Referring back to FIG. 11 , subsequent to and/or in response to step/operation 1101, the example method 1100 proceeds to step/operation 1103. At step/operation 1103, a computing entity (such as the query prediction computing entity 105 described above in connection with FIG. 1 and FIG. 2 ) may include means (such as the processing element 205 of the query prediction computing entity 105 described above in connection with FIG. 2 ) to calculate the member-query edge weight based at least in part on the healthcare outcome measure.
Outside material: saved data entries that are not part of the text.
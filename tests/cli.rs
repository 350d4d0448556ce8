use assert_cmd::Command;
use assert_fs::TempDir;
use assert_fs::fixture::{FileWriteStr, PathChild};
use predicates::prelude::predicate;
use rstest::{fixture, rstest};
use std::path::Path;

#[fixture]
fn workspace() -> TempDir {
    let dir = TempDir::new().expect("Failed to create temp dir");
    dir.child("left.txt")
        .write_str("a\nb\nc")
        .expect("Failed to write left.txt");
    dir.child("right.txt")
        .write_str("a\nx\nc")
        .expect("Failed to write right.txt");
    dir
}

fn run_linediff(dir: &Path, args: &[&str]) -> Command {
    let mut cmd = Command::cargo_bin("linediff").expect("Failed to find linediff binary");
    cmd.env_remove("LINEDIFF_CONFIG");
    cmd.env_remove("RUST_LOG");
    cmd.current_dir(dir);
    cmd.args(args);
    cmd
}

#[rstest]
#[case("positional", "  a\n- b\n+ x\n  c\n")]
#[case("split", "  a\n- b\n+ x\n  c\n")]
#[case("sequential", "  a\n- b\n+ x\n  c\n")]
fn print_body(workspace: TempDir, #[case] strategy: &str, #[case] expected: &str) {
    run_linediff(
        workspace.path(),
        &["left.txt", "right.txt", "--print", "--strategy", strategy],
    )
    .assert()
    .success()
    .stdout(expected.to_string());
}

#[rstest]
#[case("plain", "a\nb → x\nc\n")]
#[case("inline", "1: a\n2: - b\n2: + x\n3: c\n")]
#[case("stat", "2 unchanged, 0 added, 0 removed, 1 modified\n")]
fn print_positional_formats(workspace: TempDir, #[case] format: &str, #[case] expected: &str) {
    run_linediff(
        workspace.path(),
        &["left.txt", "right.txt", "--print", "--format", format],
    )
    .assert()
    .success()
    .stdout(expected.to_string());
}

#[rstest]
fn print_sequential_stat(workspace: TempDir) {
    run_linediff(
        workspace.path(),
        &[
            "left.txt",
            "right.txt",
            "-p",
            "-s",
            "unified",
            "-f",
            "stat",
        ],
    )
    .assert()
    .success()
    .stdout("2 unchanged, 1 added, 1 removed, 0 modified\n");
}

#[rstest]
fn print_export_with_language(workspace: TempDir) {
    run_linediff(
        workspace.path(),
        &[
            "left.txt",
            "right.txt",
            "--print",
            "--format",
            "export",
            "--language",
            "css",
        ],
    )
    .assert()
    .success()
    .stdout(predicate::str::starts_with("Code Comparison - "))
    .stdout(predicate::str::contains(
        "Language: css\n\n--- Original\n+++ Modified\n\n  a\n- b\n+ x\n  c\n",
    ));
}

#[rstest]
fn print_to_output_file(workspace: TempDir) {
    run_linediff(
        workspace.path(),
        &[
            "left.txt",
            "right.txt",
            "--print",
            "--format",
            "table",
            "--output",
            "diff.txt",
        ],
    )
    .assert()
    .success()
    .stdout("");

    let written = std::fs::read_to_string(workspace.path().join("diff.txt")).unwrap();
    pretty_assertions::assert_eq!(
        written,
        "Line | Text 1 | Text 2\n-----|--------|-------\n1 | a | a\n2 | b | x (DIFF)\n3 | c | c\n"
    );
}

#[rstest]
fn reads_one_side_from_stdin(workspace: TempDir) {
    run_linediff(workspace.path(), &["-", "right.txt", "--print"])
        .write_stdin("a\nb")
        .assert()
        .success()
        .stdout("  a\n- b\n+ x\n+ c\n");
}

#[rstest]
fn config_file_sets_strategy(workspace: TempDir) {
    workspace
        .child("linediff.toml")
        .write_str("strategy = \"sequential\"\nunknown_key = 1\n")
        .unwrap();

    run_linediff(
        workspace.path(),
        &["left.txt", "right.txt", "--print", "--format", "stat"],
    )
    .env("LINEDIFF_CONFIG", "linediff.toml")
    .assert()
    .success()
    .stdout("2 unchanged, 1 added, 1 removed, 0 modified\n")
    .stderr(predicate::str::contains("unknown_key"));
}

#[rstest]
fn flag_overrides_config(workspace: TempDir) {
    workspace
        .child("linediff.toml")
        .write_str("strategy = \"sequential\"\n")
        .unwrap();

    run_linediff(
        workspace.path(),
        &[
            "left.txt",
            "right.txt",
            "--config",
            "linediff.toml",
            "--strategy",
            "positional",
            "--print",
            "--format",
            "stat",
        ],
    )
    .assert()
    .success()
    .stdout("2 unchanged, 0 added, 0 removed, 1 modified\n");
}

#[rstest]
fn missing_input_fails(workspace: TempDir) {
    run_linediff(workspace.path(), &["left.txt", "nope.txt", "--print"])
        .assert()
        .failure()
        .stderr(predicate::str::contains("nope.txt"));
}

#[rstest]
fn stdin_twice_fails(workspace: TempDir) {
    run_linediff(workspace.path(), &["-", "-", "--print"])
        .assert()
        .failure()
        .stderr(predicate::str::contains("only one side"));
}

#[rstest]
fn invalid_theme_fails(workspace: TempDir) {
    workspace
        .child("linediff.toml")
        .write_str("theme = \"no-such-theme\"\n")
        .unwrap();

    run_linediff(
        workspace.path(),
        &["left.txt", "right.txt", "--config", "linediff.toml", "--print"],
    )
    .assert()
    .failure()
    .stderr(predicate::str::contains("unknown theme"));
}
In some embodiments, the computing entity may factor in the healthcare outcome measure when calculating the member-query edge weight. As described above, the member-query edge weight may be associated with one or more edges connecting a historical member vertex and a historical member query vertex. In some embodiments, the historical member vertex is associated with a member identifier, and the computing entity may factor in a healthcare outcome measure associated with the member identifier when calculating the member-query edge weight. In some embodiments, the historical member query vertex is associated with a visit identifier (e.g. the question associated with the historical member query vertex is asked during a visit associated with the visit identifier), and the computing entity may factor in a healthcare outcome measure associated with the visit identifier when calculating the member-query edge weight.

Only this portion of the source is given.